Dataset records:

Content starts

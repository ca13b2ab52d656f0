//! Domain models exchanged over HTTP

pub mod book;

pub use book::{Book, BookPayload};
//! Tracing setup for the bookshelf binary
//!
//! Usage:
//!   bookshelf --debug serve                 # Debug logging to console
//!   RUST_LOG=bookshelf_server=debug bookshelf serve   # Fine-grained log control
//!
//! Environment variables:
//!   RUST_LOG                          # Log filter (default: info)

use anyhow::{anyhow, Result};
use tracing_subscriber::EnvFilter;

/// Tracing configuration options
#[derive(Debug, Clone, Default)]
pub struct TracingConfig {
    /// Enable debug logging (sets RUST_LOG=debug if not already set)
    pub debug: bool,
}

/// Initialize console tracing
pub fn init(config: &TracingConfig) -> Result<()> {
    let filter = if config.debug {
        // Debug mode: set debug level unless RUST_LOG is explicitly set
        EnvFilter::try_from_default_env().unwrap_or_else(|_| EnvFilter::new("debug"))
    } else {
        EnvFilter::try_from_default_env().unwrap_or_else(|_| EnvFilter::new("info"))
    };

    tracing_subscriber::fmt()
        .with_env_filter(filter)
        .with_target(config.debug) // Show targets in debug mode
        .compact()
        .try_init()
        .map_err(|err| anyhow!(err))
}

Content ends
Content starts

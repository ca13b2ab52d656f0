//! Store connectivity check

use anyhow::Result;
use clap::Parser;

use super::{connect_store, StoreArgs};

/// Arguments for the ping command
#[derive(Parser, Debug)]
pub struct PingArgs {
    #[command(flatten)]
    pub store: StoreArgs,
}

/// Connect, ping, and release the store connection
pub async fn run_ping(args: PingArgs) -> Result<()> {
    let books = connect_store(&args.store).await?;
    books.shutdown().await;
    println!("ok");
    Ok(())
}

Content ends
Content starts

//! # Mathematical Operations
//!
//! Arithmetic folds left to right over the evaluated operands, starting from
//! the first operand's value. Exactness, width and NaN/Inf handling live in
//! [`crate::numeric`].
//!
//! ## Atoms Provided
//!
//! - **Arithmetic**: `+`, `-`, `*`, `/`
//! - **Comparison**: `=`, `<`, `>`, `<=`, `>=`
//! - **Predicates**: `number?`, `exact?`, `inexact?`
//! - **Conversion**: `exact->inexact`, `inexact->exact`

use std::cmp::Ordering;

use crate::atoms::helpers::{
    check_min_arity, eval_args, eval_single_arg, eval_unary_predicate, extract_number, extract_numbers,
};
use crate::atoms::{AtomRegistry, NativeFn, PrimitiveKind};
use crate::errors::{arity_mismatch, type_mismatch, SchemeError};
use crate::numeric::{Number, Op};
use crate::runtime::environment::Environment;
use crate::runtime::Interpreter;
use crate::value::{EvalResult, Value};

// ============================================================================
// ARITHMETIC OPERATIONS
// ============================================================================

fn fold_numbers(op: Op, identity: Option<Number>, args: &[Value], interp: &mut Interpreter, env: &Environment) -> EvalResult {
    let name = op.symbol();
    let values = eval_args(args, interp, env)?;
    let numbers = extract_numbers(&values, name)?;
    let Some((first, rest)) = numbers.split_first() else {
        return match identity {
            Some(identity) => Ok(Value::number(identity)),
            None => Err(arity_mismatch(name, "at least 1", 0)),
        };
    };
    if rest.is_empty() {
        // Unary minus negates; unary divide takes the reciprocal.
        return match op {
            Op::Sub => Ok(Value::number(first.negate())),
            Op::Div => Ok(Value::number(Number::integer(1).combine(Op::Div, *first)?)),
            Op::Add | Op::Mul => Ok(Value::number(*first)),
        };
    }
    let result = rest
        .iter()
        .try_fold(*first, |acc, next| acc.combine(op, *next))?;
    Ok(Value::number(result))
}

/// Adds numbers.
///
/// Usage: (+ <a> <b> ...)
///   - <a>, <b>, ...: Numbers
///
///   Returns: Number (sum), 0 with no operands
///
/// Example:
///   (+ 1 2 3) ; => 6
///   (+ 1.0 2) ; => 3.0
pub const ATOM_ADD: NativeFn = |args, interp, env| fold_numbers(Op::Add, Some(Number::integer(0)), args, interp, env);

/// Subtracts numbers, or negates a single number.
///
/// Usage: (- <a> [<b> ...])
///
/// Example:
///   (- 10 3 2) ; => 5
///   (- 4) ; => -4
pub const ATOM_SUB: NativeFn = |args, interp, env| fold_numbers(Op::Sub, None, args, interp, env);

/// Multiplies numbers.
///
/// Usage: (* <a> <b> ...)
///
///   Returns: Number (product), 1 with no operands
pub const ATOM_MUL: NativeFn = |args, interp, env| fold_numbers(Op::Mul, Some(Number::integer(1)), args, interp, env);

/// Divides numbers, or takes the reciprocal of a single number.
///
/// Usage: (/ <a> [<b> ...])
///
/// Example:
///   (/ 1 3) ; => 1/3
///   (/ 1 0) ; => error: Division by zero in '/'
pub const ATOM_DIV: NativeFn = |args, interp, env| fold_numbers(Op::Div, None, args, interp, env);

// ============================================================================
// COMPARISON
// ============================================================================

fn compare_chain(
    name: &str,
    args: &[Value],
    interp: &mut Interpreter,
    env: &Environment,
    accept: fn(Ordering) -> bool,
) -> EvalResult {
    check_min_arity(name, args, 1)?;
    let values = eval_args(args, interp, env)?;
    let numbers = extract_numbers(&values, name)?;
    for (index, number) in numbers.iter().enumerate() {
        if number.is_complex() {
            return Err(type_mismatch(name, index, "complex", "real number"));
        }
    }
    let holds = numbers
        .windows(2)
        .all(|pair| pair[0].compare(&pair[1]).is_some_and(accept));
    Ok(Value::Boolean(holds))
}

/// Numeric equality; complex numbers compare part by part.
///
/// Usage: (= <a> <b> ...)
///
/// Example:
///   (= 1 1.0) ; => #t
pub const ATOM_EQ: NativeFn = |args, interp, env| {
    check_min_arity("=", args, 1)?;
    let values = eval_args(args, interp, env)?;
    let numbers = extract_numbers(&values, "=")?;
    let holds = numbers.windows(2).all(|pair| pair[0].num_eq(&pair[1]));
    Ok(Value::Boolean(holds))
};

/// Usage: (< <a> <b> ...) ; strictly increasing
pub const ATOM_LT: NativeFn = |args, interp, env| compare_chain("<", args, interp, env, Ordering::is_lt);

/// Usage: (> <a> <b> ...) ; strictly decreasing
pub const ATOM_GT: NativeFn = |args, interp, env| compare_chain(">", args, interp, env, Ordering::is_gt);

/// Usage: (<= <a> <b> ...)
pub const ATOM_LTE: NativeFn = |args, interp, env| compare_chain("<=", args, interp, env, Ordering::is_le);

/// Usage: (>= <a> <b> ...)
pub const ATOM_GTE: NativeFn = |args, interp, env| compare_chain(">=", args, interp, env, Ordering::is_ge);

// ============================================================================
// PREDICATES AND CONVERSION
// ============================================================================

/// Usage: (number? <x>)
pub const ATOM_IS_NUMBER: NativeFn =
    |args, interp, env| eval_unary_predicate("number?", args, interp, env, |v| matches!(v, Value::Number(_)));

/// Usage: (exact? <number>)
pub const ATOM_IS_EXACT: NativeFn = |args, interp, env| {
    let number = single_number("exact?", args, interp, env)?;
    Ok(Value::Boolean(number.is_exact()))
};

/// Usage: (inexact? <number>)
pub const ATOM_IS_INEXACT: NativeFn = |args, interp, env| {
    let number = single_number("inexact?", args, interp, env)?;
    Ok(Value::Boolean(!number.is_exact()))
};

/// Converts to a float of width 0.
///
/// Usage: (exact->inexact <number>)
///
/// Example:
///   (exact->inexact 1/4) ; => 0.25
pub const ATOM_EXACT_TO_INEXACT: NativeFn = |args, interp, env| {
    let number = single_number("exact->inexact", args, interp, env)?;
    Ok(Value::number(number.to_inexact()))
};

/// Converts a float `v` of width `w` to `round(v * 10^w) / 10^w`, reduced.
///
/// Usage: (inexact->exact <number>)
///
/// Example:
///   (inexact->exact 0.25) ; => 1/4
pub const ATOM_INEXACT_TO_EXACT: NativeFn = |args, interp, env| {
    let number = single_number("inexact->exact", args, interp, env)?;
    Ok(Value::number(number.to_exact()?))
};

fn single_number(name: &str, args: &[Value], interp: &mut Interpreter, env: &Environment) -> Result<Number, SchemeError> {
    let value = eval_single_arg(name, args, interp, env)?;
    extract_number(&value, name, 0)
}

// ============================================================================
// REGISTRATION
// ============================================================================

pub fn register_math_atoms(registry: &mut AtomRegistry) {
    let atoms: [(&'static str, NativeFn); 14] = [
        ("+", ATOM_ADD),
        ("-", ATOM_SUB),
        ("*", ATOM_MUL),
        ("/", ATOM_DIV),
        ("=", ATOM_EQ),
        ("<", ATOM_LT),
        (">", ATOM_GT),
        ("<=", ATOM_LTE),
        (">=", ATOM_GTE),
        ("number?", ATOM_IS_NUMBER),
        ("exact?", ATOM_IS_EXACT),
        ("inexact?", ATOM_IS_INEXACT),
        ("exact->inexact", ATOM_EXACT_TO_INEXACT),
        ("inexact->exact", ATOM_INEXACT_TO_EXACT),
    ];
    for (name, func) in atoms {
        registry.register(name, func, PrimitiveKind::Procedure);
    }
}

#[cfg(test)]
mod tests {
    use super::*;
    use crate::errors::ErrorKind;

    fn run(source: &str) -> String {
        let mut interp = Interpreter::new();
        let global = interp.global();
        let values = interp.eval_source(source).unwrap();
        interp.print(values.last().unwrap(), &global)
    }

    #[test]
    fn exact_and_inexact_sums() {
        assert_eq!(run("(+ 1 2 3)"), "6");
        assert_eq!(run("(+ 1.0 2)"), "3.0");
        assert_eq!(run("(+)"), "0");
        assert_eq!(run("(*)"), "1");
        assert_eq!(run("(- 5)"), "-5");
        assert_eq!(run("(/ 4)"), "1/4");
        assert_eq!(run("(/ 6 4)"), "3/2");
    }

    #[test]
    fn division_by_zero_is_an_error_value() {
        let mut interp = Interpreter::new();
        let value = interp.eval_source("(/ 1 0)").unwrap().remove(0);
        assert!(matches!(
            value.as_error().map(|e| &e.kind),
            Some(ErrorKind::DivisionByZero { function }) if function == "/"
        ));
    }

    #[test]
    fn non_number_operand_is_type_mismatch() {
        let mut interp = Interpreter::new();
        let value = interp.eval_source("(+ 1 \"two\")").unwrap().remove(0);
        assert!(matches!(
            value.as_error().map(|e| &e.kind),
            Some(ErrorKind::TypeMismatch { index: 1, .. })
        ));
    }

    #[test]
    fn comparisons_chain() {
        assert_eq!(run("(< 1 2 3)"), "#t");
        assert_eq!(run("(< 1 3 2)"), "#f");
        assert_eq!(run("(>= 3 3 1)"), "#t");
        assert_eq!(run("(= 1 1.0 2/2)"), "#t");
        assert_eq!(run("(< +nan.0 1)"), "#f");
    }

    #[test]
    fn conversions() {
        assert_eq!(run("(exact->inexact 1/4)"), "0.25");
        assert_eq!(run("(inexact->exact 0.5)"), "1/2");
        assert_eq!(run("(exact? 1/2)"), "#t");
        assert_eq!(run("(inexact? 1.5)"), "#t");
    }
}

Content ends

What needs to be done:
Look above for the line holding "Usage: (= <a> <b> ...)" and the line holding "Usage: (>= <a> <b> ...)". Retype both, and every line between them, word for word and nothing else.

Task solution:
/// Usage: (= <a> <b> ...)
///
/// Example:
///   (= 1 1.0) ; => #t
pub const ATOM_EQ: NativeFn = |args, interp, env| {
    check_min_arity("=", args, 1)?;
    let values = eval_args(args, interp, env)?;
    let numbers = extract_numbers(&values, "=")?;
    let holds = numbers.windows(2).all(|pair| pair[0].num_eq(&pair[1]));
    Ok(Value::Boolean(holds))
};

/// Usage: (< <a> <b> ...) ; strictly increasing
pub const ATOM_LT: NativeFn = |args, interp, env| compare_chain("<", args, interp, env, Ordering::is_lt);

/// Usage: (> <a> <b> ...) ; strictly decreasing
pub const ATOM_GT: NativeFn = |args, interp, env| compare_chain(">", args, interp, env, Ordering::is_gt);

/// Usage: (<= <a> <b> ...)
pub const ATOM_LTE: NativeFn = |args, interp, env| compare_chain("<=", args, interp, env, Ordering::is_le);

/// Usage: (>= <a> <b> ...)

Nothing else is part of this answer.